Она обвисла в цепкости белизны, раскачивая головой в неслышимом пении или жутких муках. Одри склонилась к ее губам и с изумлением поняла, что это был смех, безумный, истеричный.
— Злополучный однодневный род, дитя случая и нужды, что вынуждаешь ты меня сказать тебе то, чего полезнее было бы тебе не слышать? Наилучшее для тебя вполне недостижимо: не родиться, не быть вовсе, быть ничем. А второе по достоинству для тебя — скоро умереть.
— Все уничтожить, — сказала Одри.
Путь Вола: Космос. Колония Скопцки
Мистическое прозрение сродни путешествию по изнанке Ойкумены. Странствие отверженных и презираемых, где теряют смысл обыденность и образность, где плотный ком реальности разряжается, истончается в астматические муки тщетных попыток заполнить ее тем, что еще можно рассказать или вспомнить. Вечное состояние имаго в фазовом переходе бессмысленного становления в лике тончайшей индивидуальности, концентрации субъективности, охватывающей любую точку отведенного человечеству времени и пространства. Только так кроты запредельных нор воссоздают жуткие отсылы к скопившемуся мусору вывернутого подсознания, внося в жаждущую почву тлен и разложение архетипов.
В озарении меона пропускаемое сквозь метафизику ничтожество осознавало единство и единственность мира. Если человечество всегда волновал вопрос почему вообще что-то существует, а не царит хаос, сопутствующий эгоизму устремлений физиогномии заката новоявленных феллахов, то здесь резонировало не меньшее философское удивление: "А почему существует только единственный мир?". Почему не наблюдается долженствование иного пребывания в одной точке событий, и почему не соприкасаются сознания, пребывая в беспределе промороженной пустыни мелких страстей и обид? Ведь изнанка являла изумлению абортированного зародыша свое откровение: мир — это кипящий хаос вероятностей, возможностей и потенций, но принцип Единственности запрещает их совмещение — реализуется вполне случайно что-то одно, и бытие оказывается детерминированным и последовательным.
Крот вменялся полноте квантовых состояний, идеальной матрицы бесконечности отражений многоуровневой души, расщепляемой полем ненависти и алчности в выражение темных линий ненасытного поглощения, заглатывания реальности чуждых жизней во тьму виртуальных процессов реинкарнации. Сущность бытия оказывалась всевозможностью явленных феноменов, но Ойкумена цепко держала власть над остекленевшим трупом, вычурной мумией сгинувшего в убитой традиции изолганного прошлого.
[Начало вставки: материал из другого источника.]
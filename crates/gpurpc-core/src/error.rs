use gpurpc_protocol::DeviceId;

#[derive(Debug, thiserror::Error)]
pub enum CoreError {
    #[error("channel already registered for device {0}")]
    ChannelExists(DeviceId),

    #[error("configuration error: {0}")]
    ConfigError(String),

    #[error("failed to parse configuration: {0}")]
    Parse(#[from] toml::de::Error),

    #[error("IO error: {0}")]
    Io(#[from] std::io::Error),
}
Богатство возможностей оборачивалось вероятностью неизбежности насильственной гибели, а открытость говорящей загадки творения — бессмыслием бесконечной войны в разоренной посудной лавке.
Миры бились и лопались в натуральные осколки фотонов и радиоактивной пыли, испаряясь под бичами аннигиляции и грумов, а на изнанке расплывались бездонные пятна тоскующей пустоты нереализованных вселенных.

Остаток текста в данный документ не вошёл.